A litigant at family court can apply for a restraining order against any person if they have reasonable grounds:
to fear for their own safety; or
for the safety of any child in their lawful custody.
If you are looking to get a restraining order, here are some things you should consider:
The subject of your restraining order can be different depending on the legislation under which you seek the remedy. Under section 35 of the Children’s Law Reform Act a restraining order can be sought against any person. However, under section 46 of the Family Law Act, a restraining order can only be sought against a restricted group of people: spouses, former spouses, or people that one cohabited with at some point.

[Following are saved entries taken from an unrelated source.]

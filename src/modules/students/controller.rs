use alerter_core::{AppError, Console, MenuInput, read_menu_input};
use alerter_models::User;
use alerter_models::board::{
    COLLEGE_EVENTS, LAST_SEMESTER_GRADES, LAST_SEMESTER_SGPA, OVERALL_ATTENDANCE_PERCENT,
    SUBJECT_ATTENDANCE,
};

use super::model::{LeaveNoticeRequest, StudentMenu};
use super::service::StudentService;
use crate::router::{BANNER_RULE, reject_malformed};
use crate::state::AppState;

/// Student dashboard loop. Returns on logout.
pub fn dashboard<C: Console + ?Sized>(
    state: &mut AppState,
    console: &mut C,
    student: &User,
) -> Result<(), AppError> {
    loop {
        console.clear_screen()?;
        console.write_line(BANNER_RULE)?;
        console.write_line(&format!(
            "        Student Dashboard - Welcome {}",
            student.name
        ))?;
        console.write_line(BANNER_RULE)?;
        console.write_str(
            "1. View College Events\n\
             2. View Attendance\n\
             3. Submit Complaint\n\
             4. Submit Leave Notice\n\
             5. View Results\n\
             6. Logout\n",
        )?;
        console.write_line(BANNER_RULE)?;
        console.write_str("Enter your choice: ")?;

        let choice = match read_menu_input(console)? {
            MenuInput::Number(n) => StudentMenu::from_choice(n),
            MenuInput::Malformed => {
                reject_malformed(console)?;
                continue;
            }
        };

        match choice {
            Some(StudentMenu::ViewEvents) => show_events(console)?,
            Some(StudentMenu::ViewAttendance) => show_attendance(console)?,
            Some(StudentMenu::SubmitComplaint) => submit_complaint(state, console, student)?,
            Some(StudentMenu::SubmitLeaveNotice) => submit_leave_notice(state, console, student)?,
            Some(StudentMenu::ViewResults) => show_results(console)?,
            Some(StudentMenu::Logout) => {
                console.write_str("Logging out...\n")?;
                return console.pause("Press Enter to return to main menu...");
            }
            None => console.write_str("Invalid choice. Please try again.\n")?,
        }
        console.pause("\nPress Enter to return to the Student Dashboard...")?;
    }
}

fn show_events<C: Console + ?Sized>(console: &mut C) -> Result<(), AppError> {
    console.clear_screen()?;
    console.write_line("--- Upcoming College Events ---")?;
    for (i, event) in COLLEGE_EVENTS.iter().enumerate() {
        if i > 0 {
            console.write_str("\n")?;
        }
        console.write_line(&format!("{}. {}", i + 1, event.title))?;
        console.write_line(&format!("   Date: {}", event.date))?;
        console.write_line(&format!("   Venue: {}", event.venue))?;
    }
    console.write_line("--------------------------------")
}

fn show_attendance<C: Console + ?Sized>(console: &mut C) -> Result<(), AppError> {
    console.clear_screen()?;
    console.write_line("--- Your Attendance (Dummy Data) ---")?;
    console.write_line(&format!(
        "Overall Attendance: {}%\n",
        OVERALL_ATTENDANCE_PERCENT
    ))?;
    console.write_line("Subject Wise:")?;
    for row in SUBJECT_ATTENDANCE {
        console.write_line(&format!("- {}: {}%", row.subject, row.percent))?;
    }
    console.write_line("------------------------------------")
}

fn show_results<C: Console + ?Sized>(console: &mut C) -> Result<(), AppError> {
    console.clear_screen()?;
    console.write_line("--- Your Results (Dummy Data - Last Semester) ---")?;
    console.write_line(&format!("{:<20}| Grade", "Subject"))?;
    console.write_line("--------------------|-------")?;
    for row in LAST_SEMESTER_GRADES {
        console.write_line(&format!("{:<20}| {}", row.subject, row.grade))?;
    }
    console.write_line("--------------------|-------")?;
    console.write_line(&format!("SGPA: {}", LAST_SEMESTER_SGPA))?;
    console.write_line("---------------------------")
}

fn submit_complaint<C: Console + ?Sized>(
    state: &mut AppState,
    console: &mut C,
    student: &User,
) -> Result<(), AppError> {
    console.clear_screen()?;
    console.write_line("--- Submit Complaint ---")?;
    console.write_line("Please type your complaint below and press Enter:")?;
    console.write_line("----------------------------------------------")?;
    let message = console.read_line()?;
    console.write_line("\n----------------------------------------------")?;

    StudentService::submit_complaint(&mut state.store, student, message);

    console.write_line("Thank you. Your complaint has been recorded.")?;
    console.write_line("----------------------------------------------")
}

fn submit_leave_notice<C: Console + ?Sized>(
    state: &mut AppState,
    console: &mut C,
    student: &User,
) -> Result<(), AppError> {
    console.clear_screen()?;
    console.write_line("--- Submit Leave Notice ---")?;
    let dates =
        console.prompt("Enter Date(s) of Leave (e.g., 25 Feb 2024 or 25-27 Feb 2024): ")?;
    console.write_line("Enter Reason for Leave:")?;
    console.write_line("---------------------------")?;
    let reason = console.read_line()?;
    console.write_line("\n---------------------------")?;

    let notice = StudentService::submit_leave_notice(
        &mut state.store,
        student,
        LeaveNoticeRequest { dates, reason },
    );

    console.write_line(&format!("Leave notice submitted for {}.", notice.dates))?;
    console.write_line("---------------------------")
}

With a restraining order you can prevent someone from directly or indirectly contacting you and/or your children. You can also prevent a person from coming within a specified distance of one or more locations (your home, your workplace, the child’s school, the child’s day care etc.).
A restraining order is a discretionary remedy. This means that the court may choose if and when to issue a restraining order. Courts have concluded that restraining orders are appropriate when another person molests, annoys, or harasses you and/or the children. The types of conduct that courts will restrain involves behaviour that a reasonable person would see as disturbing or as a substantial source of anxiety or irritation. It is behaviour that bothers and vexes you, and it can involve repeated acts that harm, injure, molest or make you angry.
If you think someone’s conduct amounts to molesting, annoying, or harassing behaviour, there must be an objective factual basis for such a conclusion. Restraining orders are not remedies for bad manners, poor communication or suspicion. It is remedy to control another person when he or she is unable to restrain themselves and a court is required to tell them how to behave.
Typically, if a court concludes that the family litigation cannot be conducted in a reasonable atmosphere, a restraining order may be necessary.
It helps to know that restraining orders have been granted in cases where a spouse had emotional outbursts and made repeated threats to the applicant. It has also been granted where a spouse physically and emotionally abused the applicant throughout the marriage, had alcohol problems and threatened to kill the applicant if she ever left. It has also been granted in a case where the spouse wrote letters, followed the applicant, and repeatedly telephoned her at work.
Restraining orders have not been granted where a spouse assaulted the applicant prior to separation, but since then there was no contact. It has also not been granted where parties continued to reside in the same house, and yet the spouse started dating a new person.
To reiterate the remedy is not to curb bad manners, and will likely not be granted if there appears no need for the remedy in the circumstances since there is no objective threat to the applicant or the children’s safety.
The information contained herein is not intended to be legal advice.